▶ PROMPT: Looking through the data below, work out how many lines have the word "HeaderName". Reply with that number only.

** INFORMATION PROVIDED follows **

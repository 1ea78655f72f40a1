//! Incoming HTTP request type.
//!
//! A [`Request`] is the per-request context. It is created once per inbound
//! request, moved through the middleware chain into the handler and dropped
//! when the response is produced. It is never shared between requests.

use bytes::Bytes;
use http::{Extensions, HeaderMap, Uri};
use serde::de::DeserializeOwned;

use crate::path::Params;
use crate::response::{IntoResponse, Response};

/// An incoming HTTP request with its body fully buffered.
pub struct Request {
    pub(crate) method: http::Method,
    pub(crate) uri: Uri,
    pub(crate) headers: HeaderMap,
    pub(crate) body: Bytes,
    pub(crate) params: Params,
    pub(crate) extensions: Extensions,
}

impl Request {
    /// Wraps an `http` request whose body has already been collected.
    ///
    /// Path parameters are filled in by the router on dispatch.
    pub fn from_http(req: http::Request<Bytes>) -> Self {
        let (parts, body) = req.into_parts();
        Self {
            method: parts.method,
            uri: parts.uri,
            headers: parts.headers,
            body,
            params: Params::default(),
            extensions: parts.extensions,
        }
    }

    pub fn method(&self) -> &http::Method { &self.method }
    pub fn uri(&self) -> &Uri { &self.uri }
    pub fn path(&self) -> &str { self.uri.path() }
    pub fn headers(&self) -> &HeaderMap { &self.headers }
    pub fn headers_mut(&mut self) -> &mut HeaderMap { &mut self.headers }
    pub fn body(&self) -> &Bytes { &self.body }
    pub fn params(&self) -> &Params { &self.params }

    /// Typed per-request values, e.g. state derived by an earlier middleware.
    pub fn extensions(&self) -> &Extensions { &self.extensions }
    pub fn extensions_mut(&mut self) -> &mut Extensions { &mut self.extensions }

    /// Header lookup. Returns `None` for absent or non-visible-ASCII values.
    pub fn header(&self, name: &str) -> Option<&str> {
        self.headers.get(name).and_then(|v| v.to_str().ok())
    }

    /// Returns a named path parameter.
    ///
    /// For a route `/users/{id}`, `req.param("id")` on `/users/42` returns `Some("42")`.
    pub fn param(&self, key: &str) -> Option<&str> {
        self.params.get(key)
    }

    /// Deserializes the body as JSON.
    pub fn json<T: DeserializeOwned>(&self) -> Result<T, JsonRejection> {
        serde_json::from_slice(&self.body).map_err(JsonRejection)
    }
}

/// Returned by [`Request::json`] when the body is not valid JSON for `T`.
///
/// Converts into `400 Bad Request` with the parser message as plain text.
#[derive(Debug)]
pub struct JsonRejection(serde_json::Error);

impl IntoResponse for JsonRejection {
    fn into_response(self) -> Response {
        Response::builder()
            .status(http::StatusCode::BAD_REQUEST)
            .text(format!("failed to deserialize body: {}", self.0))
    }
}

#[cfg(test)]
mod tests {
    use super::*;

    fn request(body: &'static str) -> Request {
        let req = http::Request::builder()
            .method("POST")
            .uri("/echo?x=1")
            .header("X-Add-Value", "30")
            .body(Bytes::from_static(body.as_bytes()))
            .unwrap();
        Request::from_http(req)
    }

    #[test]
    fn exposes_parts() {
        let req = request("{}");
        assert_eq!(req.method(), http::Method::POST);
        assert_eq!(req.path(), "/echo");
        assert_eq!(req.header("x-add-value"), Some("30"));
        assert!(req.params().is_empty());
    }

    #[test]
    fn json_body_is_decoded() {
        let value: serde_json::Value = request(r#"{"hello":"world"}"#).json().unwrap();
        assert_eq!(value, serde_json::json!({"hello": "world"}));
    }

    #[test]
    fn malformed_json_becomes_bad_request() {
        let rejection = request("{nope").json::<serde_json::Value>().unwrap_err();
        assert_eq!(rejection.into_response().status_code(), http::StatusCode::BAD_REQUEST);
    }
}
//! Outgoing HTTP response type and the [`IntoResponse`] conversion trait.
//!
//! Handlers return anything that implements [`IntoResponse`]; the assembler
//! rules are:
//!
//! - [`Json`] sets the serialized body and `content-type: application/json`.
//! - `()` produces `200 OK` with an empty body and no content-type.
//! - `String` / `&'static str` produce `text/plain; charset=utf-8`.
//! - `(StatusCode, R)`, `(HeaderMap, R)` and `(StatusCode, HeaderMap, R)`
//!   build `R` first and then apply the status and headers over it. Tuple
//!   headers replace headers of the same name set by `R`.
//!
//! Middleware sees the assembled [`Response`] on the way out and may rewrite
//! it; a write made by an outer middleware lands last and therefore wins.

use bytes::Bytes;
use http::header::{self, HeaderMap, HeaderName, HeaderValue};
use http::StatusCode;
use http_body_util::Full;
use serde::Serialize;

// ── ContentType ───────────────────────────────────────────────────────────────

/// Common content-type values for use with [`ResponseBuilder::bytes`].
pub enum ContentType {
    Html,         // text/html; charset=utf-8
    Json,         // application/json
    OctetStream,  // application/octet-stream
    Text,         // text/plain; charset=utf-8
}

impl ContentType {
    fn as_header(&self) -> HeaderValue {
        HeaderValue::from_static(match self {
            Self::Html        => "text/html; charset=utf-8",
            Self::Json        => "application/json",
            Self::OctetStream => "application/octet-stream",
            Self::Text        => "text/plain; charset=utf-8",
        })
    }
}

// ── Response ─────────────────────────────────────────────────────────────────

/// An outgoing HTTP response.
///
/// ```rust
/// use switchyard::Response;
/// use http::StatusCode;
///
/// Response::json(&serde_json::json!({"id": 1}));
/// Response::text("hello");
/// Response::status(StatusCode::NO_CONTENT);
///
/// Response::builder()
///     .status(StatusCode::CREATED)
///     .header("location", "/users/42")
///     .json(&serde_json::json!({"id": 42}));
/// ```
#[derive(Debug)]
pub struct Response {
    status: StatusCode,
    headers: HeaderMap,
    body: Bytes,
}

impl Response {
    /// `200 OK` with `application/json`.
    ///
    /// Serialization failure yields `500` with the serializer's message.
    pub fn json<T: Serialize + ?Sized>(value: &T) -> Self {
        Self::builder().json(value)
    }

    /// `200 OK` with `text/plain; charset=utf-8`.
    pub fn text(body: impl Into<String>) -> Self {
        Self::builder().text(body)
    }

    /// Response with no body and no content-type.
    pub fn status(code: StatusCode) -> Self {
        Self { status: code, headers: HeaderMap::new(), body: Bytes::new() }
    }

    /// `200 OK` with an empty body.
    pub fn empty() -> Self {
        Self::status(StatusCode::OK)
    }

    pub fn builder() -> ResponseBuilder {
        ResponseBuilder { status: StatusCode::OK, headers: HeaderMap::new() }
    }

    pub fn status_code(&self) -> StatusCode { self.status }
    pub fn headers(&self) -> &HeaderMap { &self.headers }
    pub fn headers_mut(&mut self) -> &mut HeaderMap { &mut self.headers }
    pub fn body(&self) -> &Bytes { &self.body }

    pub fn set_status(&mut self, code: StatusCode) {
        self.status = code;
    }

    /// Header lookup as a string.
    pub fn header(&self, name: &str) -> Option<&str> {
        self.headers.get(name).and_then(|v| v.to_str().ok())
    }

    pub(crate) fn into_http(self) -> http::Response<Full<Bytes>> {
        let mut res = http::Response::new(Full::new(self.body));
        *res.status_mut() = self.status;
        *res.headers_mut() = self.headers;
        res
    }
}

// ── ResponseBuilder ───────────────────────────────────────────────────────────

/// Fluent builder for [`Response`]. Defaults to `200 OK`.
///
/// Terminated by a typed body method. Invalid header names or values passed
/// to [`header`](ResponseBuilder::header) are skipped with a `warn!`.
pub struct ResponseBuilder {
    status: StatusCode,
    headers: HeaderMap,
}

impl ResponseBuilder {
    pub fn status(mut self, code: StatusCode) -> Self {
        self.status = code;
        self
    }

    pub fn header(mut self, name: &str, value: &str) -> Self {
        match (HeaderName::try_from(name), HeaderValue::try_from(value)) {
            (Ok(name), Ok(value)) => {
                self.headers.insert(name, value);
            }
            _ => tracing::warn!(header = name, "dropping invalid response header"),
        }
        self
    }

    pub fn json<T: Serialize + ?Sized>(self, value: &T) -> Response {
        match serde_json::to_vec(value) {
            Ok(body) => self.bytes(ContentType::Json, body),
            Err(e) => Response::builder()
                .status(StatusCode::INTERNAL_SERVER_ERROR)
                .text(e.to_string()),
        }
    }

    pub fn text(self, body: impl Into<String>) -> Response {
        self.bytes(ContentType::Text, body.into())
    }

    /// Terminate with a typed body.
    pub fn bytes(mut self, content_type: ContentType, body: impl Into<Bytes>) -> Response {
        self.headers.insert(header::CONTENT_TYPE, content_type.as_header());
        Response { status: self.status, headers: self.headers, body: body.into() }
    }

    /// Terminate with no body (e.g. `204`, `304`).
    pub fn no_body(self) -> Response {
        Response { status: self.status, headers: self.headers, body: Bytes::new() }
    }
}

// ── IntoResponse ──────────────────────────────────────────────────────────────

/// Conversion into an HTTP [`Response`].
///
/// Implement on your own types to return them directly from handlers and
/// middleware.
pub trait IntoResponse {
    fn into_response(self) -> Response;
}

impl IntoResponse for Response {
    fn into_response(self) -> Response { self }
}

impl IntoResponse for () {
    fn into_response(self) -> Response { Response::empty() }
}

impl IntoResponse for &'static str {
    fn into_response(self) -> Response { Response::text(self) }
}

impl IntoResponse for String {
    fn into_response(self) -> Response { Response::text(self) }
}

/// Return a status directly from a handler: `return StatusCode::NOT_FOUND`
impl IntoResponse for StatusCode {
    fn into_response(self) -> Response { Response::status(self) }
}

impl<T: IntoResponse, E: IntoResponse> IntoResponse for Result<T, E> {
    fn into_response(self) -> Response {
        match self {
            Ok(ok) => ok.into_response(),
            Err(err) => err.into_response(),
        }
    }
}

impl<R: IntoResponse> IntoResponse for (StatusCode, R) {
    fn into_response(self) -> Response {
        let mut res = self.1.into_response();
        res.status = self.0;
        res
    }
}

impl<R: IntoResponse> IntoResponse for (HeaderMap, R) {
    fn into_response(self) -> Response {
        let mut res = self.1.into_response();
        merge_headers(&mut res.headers, self.0);
        res
    }
}

impl<R: IntoResponse> IntoResponse for (StatusCode, HeaderMap, R) {
    fn into_response(self) -> Response {
        let (status, headers, inner) = self;
        (status, (headers, inner)).into_response()
    }
}

/// `extend` alone would append to multi-valued names; here a name present in
/// `overrides` replaces every existing value for it.
fn merge_headers(target: &mut HeaderMap, overrides: HeaderMap) {
    let mut last = None;
    for (name, value) in overrides {
        // `None` names continue the previous name's value list.
        match name {
            Some(name) => {
                target.insert(name.clone(), value);
                last = Some(name);
            }
            None => {
                if let Some(name) = &last {
                    target.append(name.clone(), value);
                }
            }
        }
    }
}

// ── Json ──────────────────────────────────────────────────────────────────────

/// Serializes `T` as the response body with `content-type: application/json`.
pub struct Json<T>(pub T);

impl<T: Serialize> IntoResponse for Json<T> {
    fn into_response(self) -> Response {
        Response::json(&self.0)
    }
}

#[cfg(test)]
mod tests {
    use super::*;

    #[test]
    fn json_sets_content_type() {
        let res = Json(serde_json::json!({"hello": "world"})).into_response();
        assert_eq!(res.status_code(), StatusCode::OK);
        assert_eq!(res.header("content-type"), Some("application/json"));
        assert_eq!(res.body().as_ref(), br#"{"hello":"world"}"#);
    }

    #[test]
    fn unit_is_empty_without_content_type() {
        let res = ().into_response();
        assert_eq!(res.status_code(), StatusCode::OK);
        assert!(res.body().is_empty());
        assert!(res.headers().get(header::CONTENT_TYPE).is_none());
    }

    #[test]
    fn tuple_status_and_headers_apply_over_inner() {
        let mut headers = HeaderMap::new();
        headers.insert("x-header-1", HeaderValue::from_static("tuple"));
        headers.insert(header::CONTENT_TYPE, HeaderValue::from_static("application/vnd.test+json"));

        let inner = Response::builder().header("x-header-1", "inner").header("x-header-2", "inner").text("hi");
        let res = (StatusCode::CREATED, headers, inner).into_response();

        assert_eq!(res.status_code(), StatusCode::CREATED);
        assert_eq!(res.header("x-header-1"), Some("tuple"));
        assert_eq!(res.header("x-header-2"), Some("inner"));
        assert_eq!(res.header("content-type"), Some("application/vnd.test+json"));
        assert_eq!(res.headers().get_all("x-header-1").iter().count(), 1);
    }

    #[test]
    fn result_picks_the_matching_side() {
        let ok: Result<&'static str, StatusCode> = Ok("fine");
        let err: Result<&'static str, StatusCode> = Err(StatusCode::TOO_MANY_REQUESTS);
        assert_eq!(ok.into_response().status_code(), StatusCode::OK);
        assert_eq!(err.into_response().status_code(), StatusCode::TOO_MANY_REQUESTS);
    }

    #[test]
    fn builder_skips_invalid_headers() {
        let res = Response::builder().header("bad header", "x").no_body();
        assert!(res.headers().is_empty());
    }
}
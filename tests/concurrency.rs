//! Runs the real server on an ephemeral port and checks that slow handlers
//! interleave instead of queueing.


use std::net::SocketAddr;
use std::time::Duration;

use serde_json::{json, Value};
use switchyard::Server;
use tokio::io::{AsyncReadExt, AsyncWriteExt};
use tokio::net::{TcpListener, TcpStream};
use tokio::sync::oneshot;

async fn post(addr: SocketAddr, path: &str, body: &str) -> (u16, Value) {
    let mut stream = TcpStream::connect(addr).await.unwrap();
    let raw = format!(
        "POST {path} HTTP/1.1\r\nhost: {addr}\r\ncontent-type: application/json\r\n\
         content-length: {}\r\nconnection: close\r\n\r\n{body}",
        body.len()
    );
    stream.write_all(raw.as_bytes()).await.unwrap();

    let mut response = String::new();
    stream.read_to_string(&mut response).await.unwrap();

    let (head, payload) = response.split_once("\r\n\r\n").unwrap();
    let status = head.split(' ').nth(1).unwrap().parse().unwrap();
    (status, serde_json::from_str(payload).unwrap_or(Value::Null))
}

#[tokio::test(flavor = "current_thread")]
async fn slow_requests_interleave_on_one_thread() {
    let _ = tracing_subscriber::fmt().with_test_writer().try_init();

    let listener = TcpListener::bind("127.0.0.1:0").await.unwrap();
    let addr = listener.local_addr().unwrap();
    let (stop, stopped) = oneshot::channel::<()>();
    let server = tokio::spawn(
        Server::bind(addr)
            .handler_timeout(Some(Duration::from_secs(10)))
            .serve_listener(listener, integration_app::app(50), async {
                let _ = stopped.await;
            }),
    );

    let requests = (0..10).map(|_| post(addr, "/long-running", r#"{"hello":"world"}"#));
    let results = spawn_all(requests).await;

    let starts: Vec<u64> = results.iter().map(|(_, body)| body["handle_start"].as_u64().unwrap()).collect();
    let spread = starts.iter().max().unwrap() - starts.iter().min().unwrap();
    assert!(spread < 1000, "handlers started {spread} ms apart");

    for (status, body) in &results {
        assert_eq!(*status, 200);
        assert_eq!(body["request"], json!({"hello": "world"}));
        let elapsed = body["handle_end"].as_u64().unwrap() - body["handle_start"].as_u64().unwrap();
        assert!((1000..2000).contains(&elapsed), "handler ran for {elapsed} ms");
    }

    stop.send(()).unwrap();
    server.await.unwrap().unwrap();
}

#[tokio::test(flavor = "current_thread")]
async fn expired_handlers_answer_500() {
    let listener = TcpListener::bind("127.0.0.1:0").await.unwrap();
    let addr = listener.local_addr().unwrap();
    let (stop, stopped) = oneshot::channel::<()>();
    let server = tokio::spawn(
        Server::bind(addr)
            .handler_timeout(Some(Duration::from_millis(100)))
            .serve_listener(listener, integration_app::app(50), async {
                let _ = stopped.await;
            }),
    );

    let (status, _) = post(addr, "/long-running", "{}").await;
    assert_eq!(status, 500);

    stop.send(()).unwrap();
    server.await.unwrap().unwrap();
}

/// Spawns every future on the current runtime and awaits them in order.
async fn spawn_all<F>(futures: impl Iterator<Item = F>) -> Vec<F::Output>
where
    F: std::future::Future + Send + 'static,
    F::Output: Send + 'static,
{
    let handles: Vec<_> = futures.map(tokio::spawn).collect();
    let mut out = Vec::with_capacity(handles.len());
    for handle in handles {
        out.push(handle.await.unwrap());
    }
    out
}
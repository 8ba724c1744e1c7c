//! Per-request context handed to handlers.

use std::collections::HashMap;

use bytes::Bytes;

use crate::headers::Headers;
use crate::method::Method;
use crate::uri::{self, Url};

/// An incoming request, as seen by a handler.
///
/// The URL and query string are parsed once, at construction. Path
/// parameters are filled in by the router during lookup.
#[derive(Clone, Debug)]
pub struct Request {
    pub(crate) method: Method,
    pub(crate) raw_path: String,
    pub(crate) url: Url,
    pub(crate) headers: Headers,
    pub(crate) body: Bytes,
    pub(crate) path_params: HashMap<String, String>,
    pub(crate) query_params: HashMap<String, Vec<String>>,
}

impl Request {
    /// Builds a request from what the transport received. `raw_path` is the
    /// request target and may carry a query string and a fragment.
    pub fn new(method: Method, raw_path: impl Into<String>, headers: Headers, body: impl Into<Bytes>) -> Self {
        let raw_path = raw_path.into();
        let url = Url::parse_relative(&raw_path);
        let query_params = if url.query.is_empty() {
            HashMap::new()
        } else {
            uri::parse_query(&url.query)
        };
        Self {
            method,
            raw_path,
            url,
            headers,
            body: body.into(),
            path_params: HashMap::new(),
            query_params,
        }
    }

    /// Shorthand for a bodiless request with no headers.
    pub fn with_target(method: Method, raw_path: impl Into<String>) -> Self {
        Self::new(method, raw_path, Headers::new(), Bytes::new())
    }

    pub fn method(&self) -> Method { self.method }
    pub fn raw_path(&self) -> &str { &self.raw_path }
    pub fn url(&self) -> &Url { &self.url }
    pub fn path(&self) -> &str { &self.url.path }
    pub fn fragment(&self) -> &str { &self.url.fragment }
    pub fn headers(&self) -> &Headers { &self.headers }
    pub fn body(&self) -> &[u8] { &self.body }

    /// Case-insensitive header lookup.
    pub fn header(&self, name: &str) -> Option<&str> {
        self.headers.get(name)
    }

    /// Returns a named path parameter.
    ///
    /// For a route `/users/{id}`, `req.param("id")` on `/users/42` returns `Some("42")`.
    pub fn param(&self, key: &str) -> Option<&str> {
        self.path_params.get(key).map(String::as_str)
    }

    pub fn params(&self) -> &HashMap<String, String> {
        &self.path_params
    }

    /// First value of a query parameter.
    pub fn query(&self, key: &str) -> Option<&str> {
        self.query_params.get(key).and_then(|v| v.first()).map(String::as_str)
    }

    /// Every value of a query parameter, in order. Empty if absent.
    pub fn query_all(&self, key: &str) -> &[String] {
        self.query_params.get(key).map(Vec::as_slice).unwrap_or(&[])
    }

    pub fn args(&self) -> &HashMap<String, Vec<String>> {
        &self.query_params
    }

    /// Path parameter first, then the first query value.
    pub fn lookup(&self, name: &str) -> Option<&str> {
        self.param(name).or_else(|| self.query(name))
    }

    pub(crate) fn set_params(&mut self, params: HashMap<String, String>) {
        self.path_params = params;
    }
}
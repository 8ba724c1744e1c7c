//! Ordered header list with case-insensitive names.

/// HTTP headers in the order they were set.
///
/// Names compare case-insensitively (`Content-Type` and `content-type` are
/// the same header) but keep the case they were first written with.
#[derive(Clone, Debug, Default, Eq, PartialEq)]
pub struct Headers(Vec<(String, String)>);

impl Headers {
    pub fn new() -> Self {
        Self(Vec::new())
    }

    /// First value for `name`.
    pub fn get(&self, name: &str) -> Option<&str> {
        self.0
            .iter()
            .find(|(k, _)| k.eq_ignore_ascii_case(name))
            .map(|(_, v)| v.as_str())
    }

    pub fn contains(&self, name: &str) -> bool {
        self.get(name).is_some()
    }

    /// Sets `name` to `value`, replacing every earlier value in place.
    pub fn insert(&mut self, name: impl Into<String>, value: impl Into<String>) {
        let name = name.into();
        let value = value.into();
        match self.0.iter().position(|(k, _)| k.eq_ignore_ascii_case(&name)) {
            Some(i) => {
                self.0[i].1 = value;
                let mut seen = 0;
                self.0.retain(|(k, _)| {
                    if !k.eq_ignore_ascii_case(&name) {
                        return true;
                    }
                    seen += 1;
                    seen == 1
                });
            }
            None => self.0.push((name, value)),
        }
    }

    /// Adds a value without touching existing ones (e.g. `Set-Cookie`).
    pub fn append(&mut self, name: impl Into<String>, value: impl Into<String>) {
        self.0.push((name.into(), value.into()));
    }

    /// Removes every value for `name`, returning the first.
    pub fn remove(&mut self, name: &str) -> Option<String> {
        let first = self.get(name).map(str::to_owned);
        self.0.retain(|(k, _)| !k.eq_ignore_ascii_case(name));
        first
    }

    pub fn iter(&self) -> impl Iterator<Item = (&str, &str)> {
        self.0.iter().map(|(k, v)| (k.as_str(), v.as_str()))
    }

    pub fn len(&self) -> usize {
        self.0.len()
    }

    pub fn is_empty(&self) -> bool {
        self.0.is_empty()
    }

    /// Applies `other` on top of `self`, later names replacing earlier ones.
    pub fn merge(&mut self, other: Headers) {
        for (name, value) in other.0 {
            self.insert(name, value);
        }
    }
}

impl<K: Into<String>, V: Into<String>> FromIterator<(K, V)> for Headers {
    fn from_iter<I: IntoIterator<Item = (K, V)>>(iter: I) -> Self {
        Self(iter.into_iter().map(|(k, v)| (k.into(), v.into())).collect())
    }
}

impl From<Vec<(String, String)>> for Headers {
    fn from(pairs: Vec<(String, String)>) -> Self {
        Self(pairs)
    }
}

impl<const N: usize> From<[(&str, &str); N]> for Headers {
    fn from(pairs: [(&str, &str); N]) -> Self {
        pairs.into_iter().collect()
    }
}

impl IntoIterator for Headers {
    type Item = (String, String);
    type IntoIter = std::vec::IntoIter<(String, String)>;

    fn into_iter(self) -> Self::IntoIter {
        self.0.into_iter()
    }
}

#[cfg(test)]
mod tests {
    use super::*;

    #[test]
    fn lookup_ignores_case() {
        let headers = Headers::from([("Content-Type", "text/plain")]);
        assert_eq!(headers.get("content-type"), Some("text/plain"));
        assert!(headers.contains("CONTENT-TYPE"));
    }

    #[test]
    fn insert_replaces_in_place_and_keeps_order() {
        let mut headers = Headers::from([("a", "1"), ("X-Tag", "old"), ("b", "2"), ("x-tag", "dup")]);
        headers.insert("x-TAG", "new");
        assert_eq!(
            headers.iter().collect::<Vec<_>>(),
            [("a", "1"), ("X-Tag", "new"), ("b", "2")],
        );
    }

    #[test]
    fn remove_drops_all_values() {
        let mut headers = Headers::new();
        headers.append("Set-Cookie", "a=1");
        headers.append("set-cookie", "b=2");
        assert_eq!(headers.remove("SET-COOKIE").as_deref(), Some("a=1"));
        assert!(headers.is_empty());
    }
}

** End of INFORMATION PROVIDED **

▶ OUTPUT: 2